Friday, October 11, 2013

Regular Customer -- finally done

The long silence about my book was caused by three more months of flailing about followed by a very satisfactory launch of the finished book. The short version goes like this:

I went through it and changed all instances of "The Pike Place Market" to "The Market" -- that's ok by me; nearly everybody who has any interest it knows where The Market is. The director of the PDA had the gall to tell me that he "really didn't want me to have to do that" but wouldn't relent on the trademark license.

The 5th draft turned into the 6th draft and my friend Joe (a retired art director) went over that one with #000 sandpaper and turned it from pretty good to polished. Draft 7 went to Snohomish Publishing (good guys) for a proof and then 200 copies. It looks good -- not at the quality of Lenswork or the Vivian Maier book but still good.

The curator at MOHAI was enthusiastic about the finished product and did, indeed, want a copy of the 20 silver-print portfolio for their collection.

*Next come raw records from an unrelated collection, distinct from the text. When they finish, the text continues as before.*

//! Unlock and mastery state for concepts, subtopics, and learning points.
//!
//! Learning points move `locked → active → completed`; subtopics move
//! `locked → unlocked → mastered`. Neither ever moves backwards. Within a
//! subtopic at most one point is active, and point `i` is never active or
//! completed while point `i - 1` is locked.

use std::collections::BTreeMap;

use serde::{Deserialize, Serialize};
use tracing::{debug, info};

use crate::catalog::{Catalog, LEARNING_POINTS_PER_SUBTOPIC};
use crate::classifier::word_count;
use crate::markers::{MINI_QUESTION_MARKER, QUIZ_MARKER};
use crate::providers::Role;
use crate::session::TranscriptMessage;

const N: usize = LEARNING_POINTS_PER_SUBTOPIC;

/// Messages inspected by the key-term scan.
const TERM_SCAN_WINDOW: usize = 6;
const TERMS_TO_ACTIVATE: usize = 2;
const TERMS_TO_COMPLETE: usize = 3;
const KEY_TERM_MIN_CHARS: usize = 5;

/// Messages inspected by the understanding check.
const UNDERSTANDING_WINDOW: usize = 4;
const UNDERSTANDING_MIN_ANSWERS: usize = 2;
const UNDERSTANDING_MIN_WORDS: usize = 6;

const STOPWORDS: &[&str] = &[
    "about", "after", "along", "among", "before", "being", "between", "could", "during", "their",
    "there", "these", "those", "through", "under", "where", "which", "while", "would", "other",
];

#[derive(Debug, Clone, Copy, PartialEq, Eq, Default, Serialize, Deserialize)]
#[serde(rename_all = "lowercase")]
pub enum PointStatus {
    #[default]
    Locked,
    Active,
    Completed,
}

/// Progress through one subtopic.
#[derive(Debug, Clone, PartialEq, Eq, Default, Serialize, Deserialize)]
pub struct SubtopicProgress {
    pub unlocked: bool,
    pub mastered: bool,
    pub points: [PointStatus; N],
}

impl SubtopicProgress {
    pub fn completed_count(&self) -> usize {
        self.points
            .iter()
            .filter(|p| **p == PointStatus::Completed)
            .count()
    }

    pub fn active_index(&self) -> Option<usize> {
        self.points.iter().position(|p| *p == PointStatus::Active)
    }

    pub fn all_completed(&self) -> bool {
        self.completed_count() == N
    }

    /// Complete the point at `idx` and activate the one after it.
    fn complete_and_advance(&mut self, idx: usize) {
        self.points[idx] = PointStatus::Completed;
        if idx + 1 < N && self.points[idx + 1] == PointStatus::Locked {
            self.points[idx + 1] = PointStatus::Active;
        }
    }

    /// Repair ordering violations in persisted data by moving points forward only.
    fn normalize(&mut self) {
        if self.mastered {
            self.unlocked = true;
            self.points = [PointStatus::Completed; N];
            return;
        }
        // The furthest point that made progress pulls every earlier point to completed.
        if let Some(last) = self.points.iter().rposition(|p| *p != PointStatus::Locked) {
            for p in &mut self.points[..last] {
                *p = PointStatus::Completed;
            }
        }
        if self.unlocked && self.points.iter().all(|p| *p == PointStatus::Locked) {
            self.points[0] = PointStatus::Active;
        }
    }
}

/// Rollup status of the current subtopic.
#[derive(Debug, Clone, Copy, PartialEq, Eq, Serialize, Deserialize)]
#[serde(rename_all = "snake_case")]
pub enum SubtopicStatus {
    Mastered,
    NearlyComplete,
    InProgress,
    NotStarted,
}

/// A single learning-point status change.
#[derive(Debug, Clone, PartialEq, Eq)]
pub struct PointTransition {
    pub subtopic: String,
    pub index: usize,
    pub to: PointStatus,
}

/// Result of mastering a subtopic.
#[derive(Debug, Clone, PartialEq, Eq)]
pub struct MasteryOutcome {
    pub mastered: String,
    pub unlocked_next: Option<String>,
}

/// Errors from progress transitions.
#[derive(Debug, Clone, PartialEq, Eq, thiserror::Error)]
pub enum ProgressError {
    #[error("unknown subtopic: {0}")]
    UnknownSubtopic(String),
    #[error("episode {0} outside 1..=4")]
    InvalidEpisode(u8),
    #[error("catalog is empty")]
    EmptyCatalog,
}

/// Unlock and mastery state for one learner.
#[derive(Debug, Clone, PartialEq, Eq, Serialize, Deserialize)]
pub struct ProgressTracker {
    concepts_unlocked: BTreeMap<String, bool>,
    subtopics: BTreeMap<String, SubtopicProgress>,
    current_concept: String,
    current_subtopic: String,
}

impl ProgressTracker {
    /// Fresh progress: the first concept and its first subtopic unlocked.
    pub fn new(catalog: &Catalog) -> Result<Self, ProgressError> {
        let first = catalog.first_subtopic().ok_or(ProgressError::EmptyCatalog)?;
        let mut tracker = Self {
            concepts_unlocked: BTreeMap::new(),
            subtopics: BTreeMap::new(),
            current_concept: first.concept.key.clone(),
            current_subtopic: first.subtopic.key.clone(),
        };
        tracker.reconcile(catalog);
        Ok(tracker)
    }

    /// Align persisted state with the catalog: add missing entries, drop
    /// unknown ones, repair pointers and ordering.
    pub fn reconcile(&mut self, catalog: &Catalog) {
        let Some(first) = catalog.first_subtopic() else {
            return;
        };

        self.concepts_unlocked
            .retain(|key, _| catalog.concept(key).is_some());
        for concept in &catalog.concepts {
            self.concepts_unlocked.entry(concept.key.clone()).or_insert(false);
        }
        self.subtopics.retain(|key, _| catalog.subtopic(key).is_some());
        for entry in catalog.iter_subtopics() {
            self.subtopics.entry(entry.subtopic.key.clone()).or_default();
        }

        self.concepts_unlocked.insert(first.concept.key.clone(), true);
        if let Some(p) = self.subtopics.get_mut(&first.subtopic.key) {
            p.unlocked = true;
        }

        let current_valid = self
            .subtopics
            .get(&self.current_subtopic)
            .is_some_and(|p| p.unlocked);
        if !current_valid {
            self.current_subtopic = first.subtopic.key.clone();
        }
        if let Some(entry) = catalog.subtopic(&self.current_subtopic) {
            self.current_concept = entry.concept.key.clone();
        }

        for entry in catalog.iter_subtopics() {
            if let Some(p) = self.subtopics.get_mut(&entry.subtopic.key) {
                p.normalize();
                if p.unlocked {
                    self.concepts_unlocked.insert(entry.concept.key.clone(), true);
                }
            }
        }
    }

    pub fn current_concept(&self) -> &str {
        &self.current_concept
    }

    pub fn current_subtopic(&self) -> &str {
        &self.current_subtopic
    }

    pub fn subtopic(&self, key: &str) -> Option<&SubtopicProgress> {
        self.subtopics.get(key)
    }

    pub fn subtopics(&self) -> impl Iterator<Item = (&String, &SubtopicProgress)> {
        self.subtopics.iter()
    }

    pub fn is_concept_unlocked(&self, key: &str) -> bool {
        self.concepts_unlocked.get(key).copied().unwrap_or(false)
    }

    fn progress_mut(&mut self, key: &str) -> Result<&mut SubtopicProgress, ProgressError> {
        self.subtopics
            .get_mut(key)
            .ok_or_else(|| ProgressError::UnknownSubtopic(key.to_string()))
    }

    /// Unlock a subtopic. Returns whether anything changed.
    pub fn unlock_subtopic(&mut self, catalog: &Catalog, key: &str) -> Result<bool, ProgressError> {
        let entry = catalog
            .subtopic(key)
            .ok_or_else(|| ProgressError::UnknownSubtopic(key.to_string()))?;
        let concept_key = entry.concept.key.clone();
        let progress = self.progress_mut(key)?;
        if progress.unlocked {
            return Ok(false);
        }
        progress.unlocked = true;
        if progress.points.iter().all(|p| *p == PointStatus::Locked) {
            progress.points[0] = PointStatus::Active;
        }
        self.concepts_unlocked.insert(concept_key, true);
        info!(subtopic = key, "subtopic unlocked");
        Ok(true)
    }

    /// Master a subtopic, completing its points and unlocking the next one.
    /// Returns `None` if it was already mastered.
    pub fn mark_subtopic_mastered(
        &mut self,
        catalog: &Catalog,
        key: &str,
    ) -> Result<Option<MasteryOutcome>, ProgressError> {
        if catalog.subtopic(key).is_none() {
            return Err(ProgressError::UnknownSubtopic(key.to_string()));
        }
        let progress = self.progress_mut(key)?;
        if progress.mastered {
            return Ok(None);
        }
        progress.unlocked = true;
        progress.mastered = true;
        progress.points = [PointStatus::Completed; N];
        info!(subtopic = key, "subtopic mastered");

        let mut unlocked_next = None;
        if let Some(next) = catalog.next_subtopic(key) {
            let next_key = next.subtopic.key.clone();
            let next_concept = next.concept.key.clone();
            self.unlock_subtopic(catalog, &next_key)?;
            self.current_subtopic = next_key.clone();
            self.current_concept = next_concept;
            unlocked_next = Some(next_key);
        }

        Ok(Some(MasteryOutcome {
            mastered: key.to_string(),
            unlocked_next,
        }))
    }

    /// Mark narrative episode `n` (1-based learning point) of the current subtopic.
    ///
    /// Earlier points are completed too, keeping completion sequential.
    pub fn mark_episode_mastered(&mut self, n: u8) -> Result<Vec<PointTransition>, ProgressError> {
        let n = n as usize;
        if !(1..=N).contains(&n) {
            return Err(ProgressError::InvalidEpisode(n as u8));
        }
        let key = self.current_subtopic.clone();
        let progress = self.progress_mut(&key)?;
        let mut transitions = Vec::new();
        for idx in 0..n {
            if progress.points[idx] != PointStatus::Completed {
                progress.points[idx] = PointStatus::Completed;
                transitions.push(PointTransition {
                    subtopic: key.clone(),
                    index: idx,
                    to: PointStatus::Completed,
                });
            }
        }
        if n < N && progress.points[n] == PointStatus::Locked {
            progress.points[n] = PointStatus::Active;
            transitions.push(PointTransition {
                subtopic: key.clone(),
                index: n,
                to: PointStatus::Active,
            });
        }
        debug!(subtopic = %key, episode = n, changes = transitions.len(), "episode mastered");
        Ok(transitions)
    }

    /// Key-term scan of the recent conversation for the current subtopic.
    ///
    /// The frontier point activates when at least 2 of its key terms appear in
    /// the last 6 messages; the active point completes when at least 3 appear
    /// or a question was posed in that window. At most one point completes
    /// per scan, and completing it activates the next.
    pub fn update_learning_point_progress(
        &mut self,
        catalog: &Catalog,
        messages: &[TranscriptMessage],
    ) -> Vec<PointTransition> {
        let key = self.current_subtopic.clone();
        let Some(entry) = catalog.subtopic(&key) else {
            return Vec::new();
        };
        let Some(progress) = self.subtopics.get_mut(&key) else {
            return Vec::new();
        };
        if progress.mastered {
            return Vec::new();
        }

        let recent = &messages[messages.len().saturating_sub(TERM_SCAN_WINDOW)..];
        let text = recent
            .iter()
            .map(|m| m.content.to_lowercase())
            .collect::<Vec<_>>()
            .join(" ");
        let question_posed = recent.iter().any(|m| {
            m.meta.question_kind.is_some()
                || m.content.contains(MINI_QUESTION_MARKER)
                || m.content.contains(QUIZ_MARKER)
        });

        let mut transitions = Vec::new();
        for idx in 0..N {
            let matches = key_terms(&entry.subtopic.learning_points[idx])
                .iter()
                .filter(|term| text.contains(term.as_str()))
                .count();
            match progress.points[idx] {
                PointStatus::Completed => continue,
                PointStatus::Active => {
                    if matches >= TERMS_TO_COMPLETE || question_posed {
                        progress.complete_and_advance(idx);
                        transitions.push(PointTransition {
                            subtopic: key.clone(),
                            index: idx,
                            to: PointStatus::Completed,
                        });
                        if idx + 1 < N && progress.points[idx + 1] == PointStatus::Active {
                            transitions.push(PointTransition {
                                subtopic: key.clone(),
                                index: idx + 1,
                                to: PointStatus::Active,
                            });
                        }
                    }
                    break;
                }
                PointStatus::Locked => {
                    if matches >= TERMS_TO_ACTIVATE {
                        progress.points[idx] = PointStatus::Active;
                        transitions.push(PointTransition {
                            subtopic: key.clone(),
                            index: idx,
                            to: PointStatus::Active,
                        });
                    }
                    break;
                }
            }
        }
        if !transitions.is_empty() {
            debug!(subtopic = %key, changes = transitions.len(), "key-term scan advanced progress");
        }
        transitions
    }

    /// Complete the active point when the learner gave at least 2 answers of
    /// 6+ words among the last 4 messages. Returns whether a promotion occurred.
    pub fn check_learning_point_understanding(&mut self, messages: &[TranscriptMessage]) -> bool {
        let recent = &messages[messages.len().saturating_sub(UNDERSTANDING_WINDOW)..];
        let substantive = recent
            .iter()
            .filter(|m| m.role == Role::User && word_count(&m.content) >= UNDERSTANDING_MIN_WORDS)
            .count();
        if substantive < UNDERSTANDING_MIN_ANSWERS {
            return false;
        }
        self.advance_active_point().is_some()
    }

    /// Complete the active point of the current subtopic and activate the next.
    pub fn advance_active_point(&mut self) -> Option<PointTransition> {
        let key = self.current_subtopic.clone();
        let progress = self.subtopics.get_mut(&key)?;
        let idx = progress.active_index()?;
        progress.complete_and_advance(idx);
        debug!(subtopic = %key, point = idx, "learning point completed");
        Some(PointTransition {
            subtopic: key,
            index: idx,
            to: PointStatus::Completed,
        })
    }

    /// Master the current subtopic once all its points are completed.
    pub fn master_if_complete(&mut self, catalog: &Catalog) -> Result<Option<MasteryOutcome>, ProgressError> {
        let key = self.current_subtopic.clone();
        match self.subtopics.get(&key) {
            Some(p) if !p.mastered && p.all_completed() => self.mark_subtopic_mastered(catalog, &key),
            _ => Ok(None),
        }
    }

    pub fn get_current_subtopic_status(&self) -> SubtopicStatus {
        match self.subtopics.get(&self.current_subtopic) {
            Some(p) if p.mastered => SubtopicStatus::Mastered,
            Some(p) if p.completed_count() >= 3 => SubtopicStatus::NearlyComplete,
            Some(p) if p.completed_count() >= 1 => SubtopicStatus::InProgress,
            _ => SubtopicStatus::NotStarted,
        }
    }
}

One of the first copies went to Lucy (daughter of Pinhas Almeleh to whom the book is dedicated) who helped me a lot with names and places. She is now on hospice care so I'm so glad that I got her a copy of the finished book while she could still enjoy it. Another early copy went to Sol at the fish market (his father opened the shop -- his grown grandson now is behind the counter.)  After I gave it to him he flipped it open and I could see tears welling up in his eyes. When I wandered by about 15 minutes later he was still leaning against the stairs up to the shop office going through it. Those two copies paid me back for the effort.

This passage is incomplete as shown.